─── Listed entries ───
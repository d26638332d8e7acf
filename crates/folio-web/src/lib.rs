#![forbid(unsafe_code)]

//! `folio-web` adapts the section spy to a browser host.
//!
//! Design goals:
//! - **Host-driven I/O**: the embedding page (JS) pushes mounts, pointer
//!   crossings, scroll and resize ticks, and navigation clicks.
//! - **Deterministic time**: the host advances a monotonic clock explicitly.
//! - **No blocking / no threads**: suitable for `wasm32-unknown-unknown`.
//!
//! The host calls [`WebSpy::step`] once per animation frame and applies the
//! returned [`HostCommand`]s (smooth scrolls, focus moves). The presentation
//! models in [`presentation`] turn the published state into what sections and
//! the navigation rail should look like.

#[cfg(feature = "input-parser")]
pub mod input_parser;
pub mod presentation;

#[cfg(feature = "input-parser")]
pub use input_parser::{InputParseError, parse_host_event, parse_host_events};
pub use presentation::{NavAction, NavEntry, NavEntryStyle, NavRail, SectionVisual};

use core::time::Duration;
use std::collections::VecDeque;
use std::rc::Rc;

use ahash::AHashMap;
use tracing::{trace, warn};

use folio_core::{ActiveState, Bounds, MeasuredLayout, SectionId};
use folio_runtime::reactive::observable::ObservableReader;
use folio_runtime::{SectionSpy, SpyCommand, SpyConfig, Subscription};

/// Deterministic monotonic clock controlled by the host.
#[derive(Debug, Default, Clone)]
pub struct DeterministicClock {
    now: Duration,
}

impl DeterministicClock {
    /// Create a clock starting at `0`.
    #[must_use]
    pub const fn new() -> Self {
        Self {
            now: Duration::ZERO,
        }
    }

    /// Set current monotonic time.
    pub fn set(&mut self, now: Duration) {
        self.now = now;
    }

    /// Advance monotonic time by `dt`.
    pub fn advance(&mut self, dt: Duration) {
        self.now = self.now.saturating_add(dt);
    }

    #[must_use]
    pub const fn now(&self) -> Duration {
        self.now
    }
}

/// Something the page observed.
#[derive(Debug, Clone, PartialEq)]
pub enum HostEvent {
    /// A section element mounted with its measured bounds.
    Mount { id: SectionId, bounds: Bounds },
    /// A section element unmounted.
    Unmount { id: SectionId },
    /// A mounted section was re-measured.
    Measure { id: SectionId, bounds: Bounds },
    PointerEnter { id: SectionId },
    PointerLeave { id: SectionId },
    Scroll { scroll_y: f64 },
    Resize { height: f64 },
    /// Navigation rail click.
    Navigate { id: SectionId },
}

/// Something the page should do.
#[derive(Debug, Clone, PartialEq)]
pub enum HostCommand {
    /// `window.scrollTo({ top, behavior })`.
    ScrollTo { id: SectionId, top: f64, smooth: bool },
    /// Move keyboard focus to the section element.
    Focus(SectionId),
}

/// Result of one [`WebSpy::step`].
#[derive(Debug, Clone, PartialEq, Default)]
pub struct WebOutputs {
    pub state: ActiveState,
    pub changed: bool,
    /// Commands in the order they were produced.
    pub commands: Vec<HostCommand>,
}

/// Host-driven wrapper around [`SectionSpy`].
///
/// Owns the measured layouts of mounted sections so the host only ever sends
/// plain numbers.
#[derive(Debug)]
pub struct WebSpy {
    clock: DeterministicClock,
    spy: SectionSpy,
    queue: VecDeque<HostEvent>,
    layouts: AHashMap<SectionId, MeasuredLayout>,
}

impl Default for WebSpy {
    fn default() -> Self {
        Self::new(SpyConfig::default())
    }
}

impl WebSpy {
    #[must_use]
    pub fn new(config: SpyConfig) -> Self {
        Self {
            clock: DeterministicClock::new(),
            spy: SectionSpy::new(config),
            queue: VecDeque::new(),
            layouts: AHashMap::new(),
        }
    }

    #[must_use]
    pub fn clock(&self) -> &DeterministicClock {
        &self.clock
    }

    /// Mutably access the clock.
    pub fn clock_mut(&mut self) -> &mut DeterministicClock {
        &mut self.clock
    }

    /// The wrapped engine.
    #[must_use]
    pub fn spy(&self) -> &SectionSpy {
        &self.spy
    }

    #[must_use]
    pub fn state(&self) -> ActiveState {
        self.spy.state()
    }

    #[must_use]
    pub fn reader(&self) -> ObservableReader<ActiveState> {
        self.spy.reader()
    }

    pub fn subscribe(&self, callback: impl Fn(&ActiveState) + 'static) -> Subscription {
        self.spy.subscribe(callback)
    }

    /// Queue a host event for the next step.
    pub fn push_event(&mut self, event: HostEvent) {
        self.queue.push_back(event);
    }

    #[must_use]
    pub fn pending_events(&self) -> usize {
        self.queue.len()
    }

    /// Earliest time a step would have timer work to do.
    #[must_use]
    pub fn next_deadline(&self) -> Option<Duration> {
        self.spy.next_deadline()
    }

    /// Apply every queued event at the clock's current time, then run one
    /// animation frame.
    pub fn step(&mut self) -> WebOutputs {
        let now = self.clock.now();
        let mut commands = Vec::new();
        while let Some(event) = self.queue.pop_front() {
            self.apply(event, now, &mut commands);
        }

        let report = self.spy.frame(now);
        commands.extend(report.commands.into_iter().map(|command| match command {
            SpyCommand::Focus(id) => HostCommand::Focus(id),
        }));
        WebOutputs {
            state: report.state,
            changed: report.changed,
            commands,
        }
    }

    fn apply(&mut self, event: HostEvent, now: Duration, commands: &mut Vec<HostCommand>) {
        trace!(target: "folio.web", ?event, "host event");
        match event {
            HostEvent::Mount { id, bounds } => {
                let layout = MeasuredLayout::new(bounds);
                self.spy.register_section(id.clone(), Rc::new(layout.clone()));
                if self.spy.registry().contains(&id) {
                    self.layouts.insert(id, layout);
                }
            }
            HostEvent::Unmount { id } => {
                self.layouts.remove(&id);
                self.spy.unregister_section(&id);
            }
            HostEvent::Measure { id, bounds } => match self.layouts.get(&id) {
                Some(layout) => {
                    layout.set_bounds(bounds);
                    self.spy.relayout();
                }
                None => warn!(target: "folio.web", section = %id, "measure for unmounted section ignored"),
            },
            HostEvent::PointerEnter { id } => {
                self.spy.pointer_enter(id, now);
            }
            HostEvent::PointerLeave { id } => self.spy.pointer_leave(id, now),
            HostEvent::Scroll { scroll_y } => self.spy.scroll(scroll_y, now),
            HostEvent::Resize { height } => self.spy.resize(height),
            HostEvent::Navigate { id } => {
                if let Some(request) = self.spy.request_scroll_to(&id, now) {
                    commands.push(HostCommand::ScrollTo {
                        id: request.id,
                        top: request.top,
                        smooth: request.smooth,
                    });
                }
            }
        }
    }
}

#[cfg(test)]
mod tests {
    use super::*;
    use folio_core::ActiveSource;

    fn id(s: &str) -> SectionId {
        SectionId::from(s)
    }

    fn mounted() -> WebSpy {
        let mut web = WebSpy::default();
        for (i, name) in ["home", "profile", "experience", "contact"].iter().enumerate() {
            web.push_event(HostEvent::Mount {
                id: id(name),
                bounds: Bounds::new(i as f64 * 800.0, 800.0),
            });
        }
        web.push_event(HostEvent::Resize { height: 1000.0 });
        web.push_event(HostEvent::Scroll { scroll_y: 0.0 });
        web
    }

    #[test]
    fn clock_set_and_advance() {
        let mut clock = DeterministicClock::new();
        clock.advance(Duration::from_millis(16));
        assert_eq!(clock.now(), Duration::from_millis(16));
        clock.set(Duration::from_secs(2));
        clock.advance(Duration::MAX);
        assert_eq!(clock.now(), Duration::MAX);
    }

    #[test]
    fn first_step_mounts_and_resolves() {
        let mut web = mounted();
        assert_eq!(web.pending_events(), 6);
        let out = web.step();
        assert_eq!(web.pending_events(), 0);
        assert!(out.changed);
        assert_eq!(out.state, ActiveState::via(ActiveSource::Intersection, id("home")));
        assert!(out.commands.is_empty());
    }

    #[test]
    fn navigate_emits_scroll_then_focus() {
        let mut web = mounted();
        web.step();
        web.push_event(HostEvent::Navigate { id: id("contact") });
        let out = web.step();
        assert_eq!(
            out.commands,
            vec![HostCommand::ScrollTo {
                id: id("contact"),
                top: 2300.0,
                smooth: true
            }]
        );

        web.clock_mut().advance(Duration::from_millis(300));
        assert_eq!(web.step().commands, vec![HostCommand::Focus(id("contact"))]);
    }

    #[test]
    fn navigate_to_download_entry_does_nothing() {
        let mut web = mounted();
        web.step();
        web.push_event(HostEvent::Navigate { id: id("resume") });
        assert!(web.step().commands.is_empty());
        assert_eq!(web.next_deadline(), None);
    }

    #[test]
    fn measure_updates_live_layout() {
        let mut web = mounted();
        web.step();
        web.push_event(HostEvent::Measure {
            id: id("experience"),
            bounds: Bounds::new(1000.0, 800.0),
        });
        web.push_event(HostEvent::Navigate { id: id("experience") });
        let out = web.step();
        assert_eq!(
            out.commands,
            vec![HostCommand::ScrollTo {
                id: id("experience"),
                top: 900.0,
                smooth: true
            }]
        );
    }

    #[test]
    fn unmount_drops_layout_and_state() {
        let mut web = mounted();
        web.step();
        web.push_event(HostEvent::PointerEnter { id: id("profile") });
        web.push_event(HostEvent::Unmount { id: id("profile") });
        let out = web.step();
        assert!(!out.state.is_active(&id("profile")));
        assert!(!web.spy().registry().contains(&id("profile")));

        // Late measure for the unmounted element is ignored.
        web.push_event(HostEvent::Measure {
            id: id("profile"),
            bounds: Bounds::new(0.0, 10.0),
        });
        web.step();
    }

    #[test]
    fn malformed_mount_is_not_tracked() {
        let mut web = WebSpy::default();
        web.push_event(HostEvent::Mount {
            id: id("about me"),
            bounds: Bounds::new(0.0, 100.0),
        });
        web.step();
        assert!(web.spy().registry().is_empty());
        assert!(web.layouts.is_empty());
    }
}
───
» **Your instructions**
Using the records above, find and show each line with the string "ActiveSource".

» **Expected answer**
    use folio_core::ActiveSource;
        assert_eq!(out.state, ActiveState::via(ActiveSource::Intersection, id("home")));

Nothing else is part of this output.